Fortunately, their hard work paid off and their calculations proved right. The probe slowed down from its breakneck interplanetary cruise speed of 100,000 kilometers per hour (62,000 mph) to about 18,000 kph (11,000 mph).
It’s a very tricky braking maneuver, which used up over half of the spacecraft’s fuel, testified by the fact that over half of all Mars missions actually failed at this stage. But the Emiratis managed to pull it off on their first try. The only other country to have done so is India in 2014.
“Mars orbit insertion was the most critical and dangerous part of our journey to Mars, exposing the Hope probe to stresses and pressures it has never before faced,” said Omran Sharaf, the Hope mission’s project director at the Mohammed bin Rashid Space Centre
“With this enormous milestone achieved, we are now preparing to transition to our science orbit and commence science data gathering.”
Now, UAE scientists are looking forward to studying Mars’ atmosphere using three main instruments designed, among other things, to record how hydrogen and oxygen leak into space.
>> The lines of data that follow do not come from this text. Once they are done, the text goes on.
//! # Netlist Core
//!
//! An event-driven simulator for mixed digital/analog circuits.
//!
//! This library provides:
//! - A description language for netlists of devices, links and models
//! - A wiring resolver that turns pending links into nets, inserting
//!   domain-crossing proxies between logic and analog terminals
//! - A discrete-event scheduler propagating logic transitions with delays,
//!   with devices going idle while nobody listens to them
//! - Nodal analysis of the analog nets, split into independent groups with
//!   a solver picked per group size
//! - Devices described by truthtables
//!
//! ## Architecture
//!
//! - [`dsl`] - Parser for netlist descriptions
//! - [`setup`] - Registration tables, device factory and link resolution
//! - [`netlist`] - Arena of devices, terminals and nets, and the event loop
//! - [`queue`] - Time-ordered event queue
//! - [`solver`] - Analog group partitioning and matrix solvers
//! - [`devices`] - Built-in device models and the truthtable engine
//! - [`config`] - Per-instance settings
//!
//! ## Usage
//!
//! ```no_run
//! use netlist_core::{NetlistConfig, Setup, SimTime};
//!
//! # fn main() -> netlist_core::Result<()> {
//! let text = std::fs::read_to_string("divider.nl").unwrap();
//! let setup = Setup::from_str(NetlistConfig::default(), &text, "divider")?;
//! let mut nl = setup.build()?;
//! nl.process_queue_for(SimTime::from_msec(10));
//! nl.stop();
//! # Ok(())
//! # }
//! ```

pub mod config;
pub mod devices;
pub mod dsl;
pub mod error;
pub mod netlist;
pub mod queue;
pub mod setup;
pub mod solver;
pub mod time;

// Re-export main types for convenience
pub use config::{NetlistConfig, SolverConfig};
pub use error::{NetlistError, Result};
pub use netlist::{Netlist, Snapshot};
pub use setup::{Setup, Source};
pub use time::SimTime;

/// Initialize the tracing subscriber, logging at `level` (`"warn"`,
/// `"info"`, ...) unless `RUST_LOG` says otherwise. Later calls are no-ops.
pub fn init_logging(level: &str) {
    use tracing_subscriber::EnvFilter;

    let filter = EnvFilter::try_from_default_env().unwrap_or_else(|_| EnvFilter::new(level));

    let _ = tracing_subscriber::fmt()
        .with_env_filter(filter)
        .with_target(true)
        .with_writer(std::io::stderr)
        .try_init();
}
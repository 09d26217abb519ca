//! Helpers shared by the integration tests.

#![allow(dead_code)]

use netlist_core::{Netlist, NetlistConfig, Result, Setup};

/// Parse `text`, include netlist `name` and run every elaboration phase.
pub fn build(text: &str, name: &str) -> Result<Netlist> {
    build_with(NetlistConfig::default(), text, name)
}

pub fn build_with(config: NetlistConfig, text: &str, name: &str) -> Result<Netlist> {
    Setup::from_str(config, text, name)?.build()
}

/// Logic value currently on the net of terminal `term`.
pub fn logic(nl: &Netlist, term: &str) -> u32 {
    let t = nl.find_term(term).unwrap_or_else(|| panic!("no terminal {}", term));
    let n = nl.terminal(t).net().unwrap_or_else(|| panic!("{} has no net", term));
    nl.net(n).q()
}

/// Voltage currently on the net of terminal `term`.
pub fn volts(nl: &Netlist, term: &str) -> f64 {
    let t = nl.find_term(term).unwrap_or_else(|| panic!("no terminal {}", term));
    let n = nl.terminal(t).net().unwrap_or_else(|| panic!("{} has no net", term));
    nl.net(n).q_analog()
}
In its ancient history, Mars once had a thick atmosphere and even supported oceans and rivers of flowing water. At some point, billions of years ago, Mars started leaking gas to the point that it is now about 1000 times thinner than Earth’s atmosphere at sea level.
In good company
Today’s scheduled rendezvous time was no coincidence. The mission was designed to take advantage of the rare time window during which Earth and Mars are at their closest, which only occurs once every two and a half years.
This explains why Mars’ orbit has gotten mighty crowded this month. Besides UAE, China also arrived to Mars’ orbit this week with its Tianwen-1 spacecraft, which is supposed to take on an even greater challenge: landing on the red planet. According to China’s mission control, the lander and rover carried by the orbiter will attempt to touch down on Mars in early March, in the Utopia Planitia, a large basin in the northern hemisphere. Additionally, next week, the Americans will also arrive with another big rover, known as Perseverance.
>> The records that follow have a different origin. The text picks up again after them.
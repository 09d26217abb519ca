//! Matrix storage and assembly.

use super::terms::Terms;

/// Square matrix with a fixed storage stride.
///
/// The stride is the storage capacity of the group, so groups of similar
/// size share the same memory layout.
#[derive(Debug, Clone)]
pub struct DenseMatrix {
    n: usize,
    stride: usize,
    data: Vec<f64>,
}

impl DenseMatrix {
    pub fn new(n: usize, stride: usize) -> Self {
        let stride = stride.max(n);
        Self {
            n,
            stride,
            data: vec![0.0; stride * stride],
        }
    }

    pub fn n(&self) -> usize {
        self.n
    }

    #[inline]
    pub fn get(&self, r: usize, c: usize) -> f64 {
        self.data[r * self.stride + c]
    }

    #[inline]
    pub fn set(&mut self, r: usize, c: usize, v: f64) {
        self.data[r * self.stride + c] = v;
    }

    #[inline]
    pub fn add(&mut self, r: usize, c: usize, v: f64) {
        self.data[r * self.stride + c] += v;
    }

    pub fn swap_rows(&mut self, a: usize, b: usize) {
        for c in 0..self.n {
            self.data.swap(a * self.stride + c, b * self.stride + c);
        }
    }

    pub fn copy_from(&mut self, other: &DenseMatrix) {
        self.data.copy_from_slice(&other.data);
    }

    /// Assemble the conductance matrix of a group.
    ///
    /// A(k,k) is the sum of all self conductances on net k; every terminal
    /// whose opposite side is in the group subtracts its conductance at the
    /// opposite net's column.
    pub fn build(&mut self, rows: &[Terms]) {
        for (k, row) in rows.iter().enumerate() {
            for c in 0..self.n {
                self.set(k, c, 0.0);
            }
            self.set(k, k, row.gtot());
            for i in 0..row.railstart {
                if let Some(j) = row.net_other[i] {
                    self.add(k, j, -row.go[i]);
                }
            }
        }
    }

    /// Identity matrix of the same size.
    pub fn set_identity(&mut self) {
        for r in 0..self.n {
            for c in 0..self.n {
                self.set(r, c, if r == c { 1.0 } else { 0.0 });
            }
        }
    }

    /// res = A * x
    pub fn mult_vec(&self, x: &[f64], res: &mut [f64]) {
        for (r, out) in res.iter_mut().enumerate().take(self.n) {
            *out = (0..self.n).map(|c| self.get(r, c) * x[c]).sum();
        }
    }

    /// Gauss-Jordan inverse with partial pivoting. Returns false if the
    /// matrix is singular; `inv` is garbage then.
    pub fn invert_into(&self, inv: &mut DenseMatrix) -> bool {
        let n = self.n;
        let mut a = self.clone();
        inv.set_identity();
        for i in 0..n {
            let mut p = i;
            for j in i + 1..n {
                if a.get(j, i).abs() > a.get(p, i).abs() {
                    p = j;
                }
            }
            if a.get(p, i) == 0.0 {
                return false;
            }
            a.swap_rows(i, p);
            inv.swap_rows(i, p);
            let f = 1.0 / a.get(i, i);
            for c in 0..n {
                let (x, y) = (a.get(i, c), inv.get(i, c));
                a.set(i, c, x * f);
                inv.set(i, c, y * f);
            }
            for j in (0..n).filter(|&j| j != i) {
                let f1 = a.get(j, i);
                if f1 == 0.0 {
                    continue;
                }
                for c in 0..n {
                    let (x, y) = (a.get(i, c), inv.get(i, c));
                    a.add(j, c, -f1 * x);
                    inv.add(j, c, -f1 * y);
                }
            }
        }
        true
    }

    /// Solve A x = b in place with partial pivoting, destroying A.
    /// Returns false if the matrix is singular.
    pub fn solve_in_place(&mut self, b: &mut [f64]) -> bool {
        let n = self.n;
        for i in 0..n {
            let mut p = i;
            for j in i + 1..n {
                if self.get(j, i).abs() > self.get(p, i).abs() {
                    p = j;
                }
            }
            if self.get(p, i) == 0.0 {
                return false;
            }
            self.swap_rows(i, p);
            b.swap(i, p);
            for j in i + 1..n {
                let f = self.get(j, i) / self.get(i, i);
                if f == 0.0 {
                    continue;
                }
                for c in i..n {
                    let x = self.get(i, c);
                    self.add(j, c, -f * x);
                }
                b[j] -= f * b[i];
            }
        }
        for i in (0..n).rev() {
            let tmp: f64 = (i + 1..n).map(|c| self.get(i, c) * b[c]).sum();
            b[i] = (b[i] - tmp) / self.get(i, i);
        }
        true
    }
}

/// Right hand side of a group.
pub fn build_rhs(rows: &[Terms], rhs: &mut [f64]) {
    for (k, row) in rows.iter().enumerate() {
        rhs[k] = row.rhs();
    }
}

/// Sparse matrix structure in compressed row format.
#[derive(Debug, Clone, Default)]
pub struct CrMatrix {
    pub n: usize,
    /// Row start offsets, `n + 1` entries
    pub ia: Vec<usize>,
    /// Column of each stored element
    pub ja: Vec<usize>,
    /// Offset of the diagonal element of each row
    pub diag: Vec<usize>,
}

impl CrMatrix {
    /// Build the structure from per-row sorted column lists.
    pub fn from_pattern(pattern: &[Vec<usize>]) -> Self {
        let n = pattern.len();
        let mut m = CrMatrix {
            n,
            ia: Vec::with_capacity(n + 1),
            ja: Vec::new(),
            diag: vec![0; n],
        };
        for (k, cols) in pattern.iter().enumerate() {
            m.ia.push(m.ja.len());
            for &c in cols {
                if c == k {
                    m.diag[k] = m.ja.len();
                }
                m.ja.push(c);
            }
        }
        m.ia.push(m.ja.len());
        m
    }

    pub fn nz_num(&self) -> usize {
        self.ja.len()
    }

    /// Offset of element (r, c), if stored.
    pub fn find(&self, r: usize, c: usize) -> Option<usize> {
        (self.ia[r]..self.ia[r + 1]).find(|&p| self.ja[p] == c)
    }

    /// Offsets of the off-diagonal entry of every in-group terminal.
    pub fn term_offsets(&self, rows: &[Terms]) -> Vec<Vec<Option<usize>>> {
        rows.iter()
            .enumerate()
            .map(|(k, row)| {
                (0..row.railstart)
                    .map(|i| row.net_other[i].and_then(|j| self.find(k, j)))
                    .collect()
            })
            .collect()
    }

    /// Load the conductances of a group into `a`.
    pub fn assemble(&self, rows: &[Terms], term_cr: &[Vec<Option<usize>>], a: &mut [f64]) {
        a.iter_mut().for_each(|x| *x = 0.0);
        for (k, row) in rows.iter().enumerate() {
            a[self.diag[k]] = row.gtot();
            for (i, p) in term_cr[k].iter().enumerate() {
                if let Some(p) = p {
                    a[*p] -= row.go[i];
                }
            }
        }
    }

    /// res = A * x
    pub fn mult_vec(&self, a: &[f64], x: &[f64], res: &mut [f64]) {
        for i in 0..self.n {
            res[i] = (self.ia[i]..self.ia[i + 1]).map(|k| a[k] * x[self.ja[k]]).sum();
        }
    }

    /// Incomplete LU factorization without fill-in.
    pub fn incomplete_lu(&self, a: &[f64], lu: &mut [f64]) {
        lu[..self.nz_num()].copy_from_slice(&a[..self.nz_num()]);
        for i in 1..self.n {
            for pk in self.ia[i]..self.diag[i] {
                let k = self.ja[pk];
                let iak1 = self.ia[k + 1];
                lu[pk] /= lu[self.diag[k]];
                let lupk = lu[pk];
                let mut pt = self.ia[k];
                for pj in pk + 1..self.ia[i + 1] {
                    // columns increase within a row
                    let ej = self.ja[pj];
                    while pt < iak1 && self.ja[pt] < ej {
                        pt += 1;
                    }
                    if pt < iak1 && self.ja[pt] == ej {
                        lu[pj] -= lupk * lu[pt];
                    }
                }
            }
        }
    }

    /// Solve LU x = r in place.
    pub fn solve_lu(&self, lu: &[f64], r: &mut [f64]) {
        for i in 1..self.n {
            let tmp: f64 = (self.ia[i]..self.diag[i]).map(|j| lu[j] * r[self.ja[j]]).sum();
            r[i] -= tmp;
        }
        for i in (0..self.n).rev() {
            let di = self.diag[i];
            let tmp: f64 = (di + 1..self.ia[i + 1]).map(|j| lu[j] * r[self.ja[j]]).sum();
            r[i] = (r[i] - tmp) / lu[di];
        }
    }
}

// ============ Vector helpers ============

pub fn dot(a: &[f64], b: &[f64]) -> f64 {
    a.iter().zip(b).map(|(x, y)| x * y).sum()
}

pub fn norm(a: &[f64]) -> f64 {
    dot(a, a).sqrt()
}

/// y += s * x
pub fn axpy(s: f64, x: &[f64], y: &mut [f64]) {
    for (yi, xi) in y.iter_mut().zip(x) {
        *yi += s * xi;
    }
}

#[cfg(test)]
mod tests {
    use super::*;
    use approx::assert_relative_eq;

    fn tridiag() -> (CrMatrix, Vec<f64>) {
        let pattern = vec![vec![0, 1], vec![0, 1, 2], vec![1, 2]];
        let m = CrMatrix::from_pattern(&pattern);
        let a = vec![4.0, -1.0, -1.0, 4.0, -1.0, -1.0, 4.0];
        (m, a)
    }

    #[test]
    fn test_cr_structure() {
        let (m, _) = tridiag();
        assert_eq!(m.ia, vec![0, 2, 5, 7]);
        assert_eq!(m.diag, vec![0, 3, 6]);
        assert_eq!(m.find(1, 2), Some(4));
        assert_eq!(m.find(0, 2), None);
    }

    #[test]
    fn test_ilu_is_exact_for_tridiagonal() {
        // no fill-in, so ILU(0) equals the full LU
        let (m, a) = tridiag();
        let mut lu = vec![0.0; a.len()];
        m.incomplete_lu(&a, &mut lu);
        let x = [1.0, 2.0, 3.0];
        let mut b = [0.0; 3];
        m.mult_vec(&a, &x, &mut b);
        m.solve_lu(&lu, &mut b);
        for i in 0..3 {
            assert_relative_eq!(b[i], x[i], epsilon = 1e-12);
        }
    }

    #[test]
    fn test_invert_and_solve() {
        let mut a = DenseMatrix::new(2, 4);
        a.set(0, 0, 0.0);
        a.set(0, 1, 2.0);
        a.set(1, 0, 4.0);
        a.set(1, 1, 1.0);
        let mut inv = DenseMatrix::new(2, 4);
        assert!(a.invert_into(&mut inv));
        let mut x = [0.0; 2];
        inv.mult_vec(&[2.0, 6.0], &mut x);
        assert_relative_eq!(x[0], 1.25, epsilon = 1e-12);
        assert_relative_eq!(x[1], 1.0, epsilon = 1e-12);

        let mut b = [2.0, 6.0];
        assert!(a.solve_in_place(&mut b));
        assert_relative_eq!(b[0], 1.25, epsilon = 1e-12);

        let mut singular = DenseMatrix::new(2, 2);
        singular.set(0, 0, 1.0);
        singular.set(1, 0, 1.0);
        assert!(!singular.invert_into(&mut inv));
    }

    #[test]
    fn test_dense_stride() {
        let mut d = DenseMatrix::new(3, 16);
        d.set(2, 1, 5.0);
        d.add(2, 1, 1.0);
        assert_eq!(d.get(2, 1), 6.0);
        d.swap_rows(1, 2);
        assert_eq!(d.get(1, 1), 6.0);
    }
}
Besides these recently added UAE and Chinese orbiters, there are six other orbiters currently studying the red planet from high up above. Three are operated by NASA (Mars Odyssey, Mars Reconnaissance Orbiter, and MAVEN), two are from Europe (Mars Express and ExoMars Trace Gas Orbiter), and another one by India (Mars Orbiter Mission, also known as Mangalyaan).
Six years in the making
The Hope probe is the pinnacle of the UAE’s space program, which involves thousands of people who put in six years of work and $200 million in funding.
That’s quite the sum, but the UAE is aiming for a high return on investment. Besides the prestige of joining an elite club of nations, the leading Arab nation hopes to inspire a new generation into pursuing STEM education and enhancing the nation’s competitiveness in technology. The UAE is also the first nation in the world to have a minister of artificial intelligence, which speaks volumes about its ambition to transition from a leading exporter of oil into a leading exporter of technology.